Overconfidence Bias
We consistently overestimate our knowledge, abilities, and the precision of our predictions.
The Story
James had done well picking a few stocks during the pandemic recovery. His portfolio was up 40% in 2021, and he started telling friends he had "a knack for the market." He quit using his ISA's default index fund and began actively trading individual shares on his Stocks and Shares ISA.
By the end of 2022, James had underperformed the FTSE All-Share by 15 percentage points. He'd concentrated his holdings in UK tech firms he was "certain" about, ignored diversification, and traded far too frequently — racking up fees along the way.
James wasn't unintelligent. He was overconfident.
What Is Overconfidence Bias?
Overconfidence bias is our tendency to overestimate the accuracy of our beliefs and predictions. It shows up in three ways: we think we know more than we do (overprecision), we overrate our own abilities (overestimation), and we believe we're better than others at the same task (overplacement).
In studies, when people say they're "99% certain" about something, they're wrong roughly 40% of the time. Our internal confidence meter is badly calibrated.
Overconfidence in Finance
This bias is arguably the most expensive one in personal finance. Research from Barber and Odean (2001) analysed 66,465 US brokerage accounts and found that the most active traders — those most confident in their ability to pick winners — earned annual returns of 11.4%, while the market returned 17.9%. Confidence literally cost them money.
In the UK context, overconfidence drives several costly behaviours. People underestimate how much they need for retirement — a Scottish Widows survey found that the average Briton thinks they need around £250,000 for a comfortable retirement, while the Pensions and Lifetime Savings Association suggests the figure is closer to £530,000. That gap is overconfidence in action.
It also fuels the persistent belief that you can "beat the market." Data from S&P Dow Jones consistently shows that over 90% of actively managed UK equity funds underperform their benchmark over a 15-year period. Yet many investors remain convinced they — or their fund manager — will be the exception.
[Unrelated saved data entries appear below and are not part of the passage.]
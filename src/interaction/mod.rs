//! Pointer handling: turns a canvas position into a grid cell and applies
//! the active tool there.

use crate::block::BlockRegistry;
use crate::editor::{EditorState, Tool};
use crate::grid::{Grid, Layer};
use bevy::math::Vec2;

/// What a pointer action did to the grid.
#[derive(Debug, Clone, PartialEq)]
pub enum Outcome {
    Placed { layer: Layer, x: usize, y: usize },
    Erased { layer: Layer, x: usize, y: usize },
    Toggled { layer: Layer, x: usize, y: usize, state: String },
    Ignored,
}

impl Outcome {
    #[must_use]
    pub fn changed_grid(&self) -> bool {
        !matches!(self, Outcome::Ignored)
    }
}

/// Resolve a pointer position to a cell.
///
/// # Arguments
/// * `pointer` - Pointer position, same space as `origin`.
/// * `origin` - Top-left corner of the canvas.
/// * `tile` - Cell edge length.
/// * `grid_size` - Cells per side.
///
/// # Returns
/// `Some((x, y))` for a position over the grid, `None` otherwise.
///
/// # Example
/// ```rust
/// use bevy::math::Vec2;
/// use castle_builder::interaction::cell_at;
///
/// assert_eq!(cell_at(Vec2::new(110.0, 45.0), Vec2::new(10.0, 10.0), 32.0, 16), Some((3, 1)));
/// assert_eq!(cell_at(Vec2::new(5.0, 45.0), Vec2::new(10.0, 10.0), 32.0, 16), None);
/// ```
#[must_use]
#[allow(clippy::cast_possible_truncation, clippy::cast_sign_loss, clippy::cast_precision_loss)]
pub fn cell_at(pointer: Vec2, origin: Vec2, tile: f32, grid_size: usize) -> Option<(usize, usize)> {
    if tile <= 0.0 {
        return None;
    }
    let cell = ((pointer - origin) / tile).floor();
    if cell.x < 0.0 || cell.y < 0.0 || cell.x >= grid_size as f32 || cell.y >= grid_size as f32 {
        return None;
    }
    Some((cell.x as usize, cell.y as usize))
}

/// Apply the active tool at cell `(x, y)`.
pub fn apply_at(grid: &mut Grid, registry: &BlockRegistry, editor: &EditorState, x: usize, y: usize) -> Outcome {
    if !grid.in_bounds(x, y) {
        return Outcome::Ignored;
    }
    let layer = editor.layer;
    match editor.tool {
        Tool::Draw => {
            let Some(def) = editor.selected.as_deref().and_then(|name| registry.get(name)) else {
                return Outcome::Ignored;
            };
            if grid.place(layer, x, y, def, editor.rotation()) {
                Outcome::Placed { layer, x, y }
            } else {
                Outcome::Ignored
            }
        }
        Tool::Erase => {
            grid.erase(layer, x, y);
            Outcome::Erased { layer, x, y }
        }
        Tool::Interact => interact(grid, registry, x, y),
    }
}

/// Toggle the first interactive block at `(x, y)`, checking the foreground
/// before the background. At most one cell changes.
pub fn interact(grid: &mut Grid, registry: &BlockRegistry, x: usize, y: usize) -> Outcome {
    for layer in [Layer::Foreground, Layer::Background] {
        let Some(cell) = grid.get_mut(layer, x, y) else { continue };
        let Some(def) = registry.get(&cell.block) else { continue };
        if def.on_click(&mut cell.state) {
            let state = cell.state.clone().unwrap_or_default();
            return Outcome::Toggled { layer, x, y, state };
        }
    }
    Outcome::Ignored
}

/// Resolve `pointer` and apply the active tool.
pub fn handle_pointer(
    grid: &mut Grid,
    registry: &BlockRegistry,
    editor: &EditorState,
    pointer: Vec2,
    origin: Vec2,
    tile: f32,
) -> Outcome {
    match cell_at(pointer, origin, tile, grid.size()) {
        Some((x, y)) => apply_at(grid, registry, editor, x, y),
        None => Outcome::Ignored,
    }
}

#[cfg(test)]
mod tests {
    use super::*;
    use crate::editor::EditorCommand;
    use crate::grid::GRID_SIZE;

    const TILE: f32 = 32.0;

    fn editor(tool: Tool, layer: Layer, selected: Option<&str>) -> EditorState {
        EditorState { tool, layer, selected: selected.map(str::to_string), ..Default::default() }
    }

    #[allow(clippy::cast_precision_loss)]
    fn center_of(x: usize, y: usize) -> Vec2 {
        Vec2::new(x as f32 * TILE + TILE / 2.0, y as f32 * TILE + TILE / 2.0)
    }

    #[test]
    fn cell_resolution_floors_and_bounds() {
        assert_eq!(cell_at(Vec2::new(0.0, 0.0), Vec2::ZERO, TILE, GRID_SIZE), Some((0, 0)));
        assert_eq!(cell_at(Vec2::new(31.9, 32.0), Vec2::ZERO, TILE, GRID_SIZE), Some((0, 1)));
        assert_eq!(cell_at(Vec2::new(511.9, 511.9), Vec2::ZERO, TILE, GRID_SIZE), Some((15, 15)));
        assert_eq!(cell_at(Vec2::new(512.0, 10.0), Vec2::ZERO, TILE, GRID_SIZE), None);
        assert_eq!(cell_at(Vec2::new(-0.5, 10.0), Vec2::ZERO, TILE, GRID_SIZE), None);
        assert_eq!(cell_at(Vec2::new(10.0, 10.0), Vec2::ZERO, 0.0, GRID_SIZE), None);
    }

    #[test]
    fn draw_requires_selection() {
        let registry = BlockRegistry::builtin();
        let mut grid = Grid::default();
        let ed = editor(Tool::Draw, Layer::Background, None);
        assert_eq!(handle_pointer(&mut grid, &registry, &ed, center_of(1, 1), Vec2::ZERO, TILE), Outcome::Ignored);
        assert!(grid.is_empty());

        let ed = editor(Tool::Draw, Layer::Background, Some("Deleted"));
        assert_eq!(apply_at(&mut grid, &registry, &ed, 1, 1), Outcome::Ignored);
        assert!(grid.is_empty());
    }

    #[test]
    fn draw_uses_rotation_toggle() {
        let registry = BlockRegistry::builtin();
        let mut grid = Grid::default();
        let mut ed = editor(Tool::Draw, Layer::Foreground, Some("Wall"));
        ed.apply(&EditorCommand::ToggleRotate);
        let out = handle_pointer(&mut grid, &registry, &ed, center_of(2, 7), Vec2::ZERO, TILE);
        assert_eq!(out, Outcome::Placed { layer: Layer::Foreground, x: 2, y: 7 });
        let cell = grid.get(Layer::Foreground, 2, 7).unwrap();
        assert!((cell.rotation - std::f32::consts::FRAC_PI_2).abs() < f32::EPSILON);
    }

    #[test]
    fn erase_only_touches_active_layer() {
        let registry = BlockRegistry::builtin();
        let mut grid = Grid::default();
        grid.place(Layer::Background, 0, 0, registry.get("Wall").unwrap(), 0.0);
        grid.place(Layer::Foreground, 0, 0, registry.get("Torch").unwrap(), 0.0);
        let ed = editor(Tool::Erase, Layer::Foreground, Some("Wall"));
        apply_at(&mut grid, &registry, &ed, 0, 0);
        assert!(grid.get(Layer::Foreground, 0, 0).is_none());
        assert!(grid.get(Layer::Background, 0, 0).is_some());
    }

    #[test]
    fn interact_prefers_foreground_and_stops_at_first_hit() {
        let registry = BlockRegistry::builtin();
        let mut grid = Grid::default();
        grid.place(Layer::Background, 4, 4, registry.get("Bridge").unwrap(), 0.0);
        grid.place(Layer::Foreground, 4, 4, registry.get("Door").unwrap(), 0.0);

        let out = interact(&mut grid, &registry, 4, 4);
        assert_eq!(out, Outcome::Toggled { layer: Layer::Foreground, x: 4, y: 4, state: "open".into() });
        assert_eq!(grid.get(Layer::Background, 4, 4).unwrap().state.as_deref(), Some("retracted"));
    }

    #[test]
    fn interact_falls_through_non_interactive_foreground() {
        let registry = BlockRegistry::builtin();
        let mut grid = Grid::default();
        grid.place(Layer::Background, 4, 4, registry.get("Bridge").unwrap(), 0.0);
        grid.place(Layer::Foreground, 4, 4, registry.get("Torch").unwrap(), 0.0);
        let out = interact(&mut grid, &registry, 4, 4);
        assert_eq!(out, Outcome::Toggled { layer: Layer::Background, x: 4, y: 4, state: "extended".into() });
        assert_eq!(interact(&mut grid, &registry, 9, 9), Outcome::Ignored);
    }

    #[test]
    fn door_scenario_through_pointer() {
        let registry = BlockRegistry::builtin();
        let mut grid = Grid::default();
        let origin = Vec2::new(50.0, 50.0);
        let ed = editor(Tool::Draw, Layer::Foreground, Some("Door"));
        handle_pointer(&mut grid, &registry, &ed, origin + center_of(3, 3), origin, TILE);
        let cell = grid.get(Layer::Foreground, 3, 3).unwrap();
        assert_eq!((cell.block.as_str(), cell.state.as_deref()), ("Door", Some("closed")));

        let ed = editor(Tool::Interact, Layer::Background, None);
        let out = handle_pointer(&mut grid, &registry, &ed, origin + center_of(3, 3), origin, TILE);
        assert!(out.changed_grid());
        assert_eq!(grid.get(Layer::Foreground, 3, 3).unwrap().state.as_deref(), Some("open"));
        handle_pointer(&mut grid, &registry, &ed, origin + center_of(3, 3), origin, TILE);
        assert_eq!(grid.get(Layer::Foreground, 3, 3).unwrap().state.as_deref(), Some("closed"));
    }
}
"The greatest enemy of knowledge is not ignorance; it is the illusion of knowledge." — Daniel J. Boorstin. Research by Moore and Healy (2008) demonstrated that overconfidence is one of the most robust findings in the psychology of judgement, appearing across virtually every domain studied.
How to Protect Yourself
Track your predictions. Start writing down your financial predictions with dates and specific numbers. "I think this share will be worth £X by December." Review them quarterly. You'll quickly discover how often you're wrong.
Assume you're average. Unless you have genuine evidence otherwise, assume your investment returns will be average. For most people, a low-cost global index fund through a platform like Vanguard or Fidelity is the most rational choice.
Use pre-commitment. Set up your pension contributions, ISA investments, and savings by direct debit. Automate your finances so that overconfidence doesn't tempt you into tinkering.
Seek disconfirming evidence. Before making any financial decision, actively look for reasons you might be wrong. If you can't find any, you haven't looked hard enough.
Diversify broadly. Overconfident investors concentrate. Wise investors spread their bets. A simple portfolio of global equities and bonds protects you from being wrong about any single bet.
Reflection Questions
- When was the last time you were completely wrong about a financial prediction?
- Do you believe you're a better-than-average investor? What evidence do you have?
- How much of your past financial success was skill, and how much was luck or market conditions?
Research Note
Key references: Barber, B.M. and Odean, T. (2001) "Boys Will Be Boys: Gender, Overconfidence, and Common Stock Investment," The Quarterly Journal of Economics, 116(1), pp. 261-292. Moore, D.A. and Healy, P.J. (2008) "The Trouble with Overconfidence," Psychological Review, 115(2), pp. 502-517. UK fund performance data from the S&P Indices Versus Active (SPIVA) Europe Scorecard.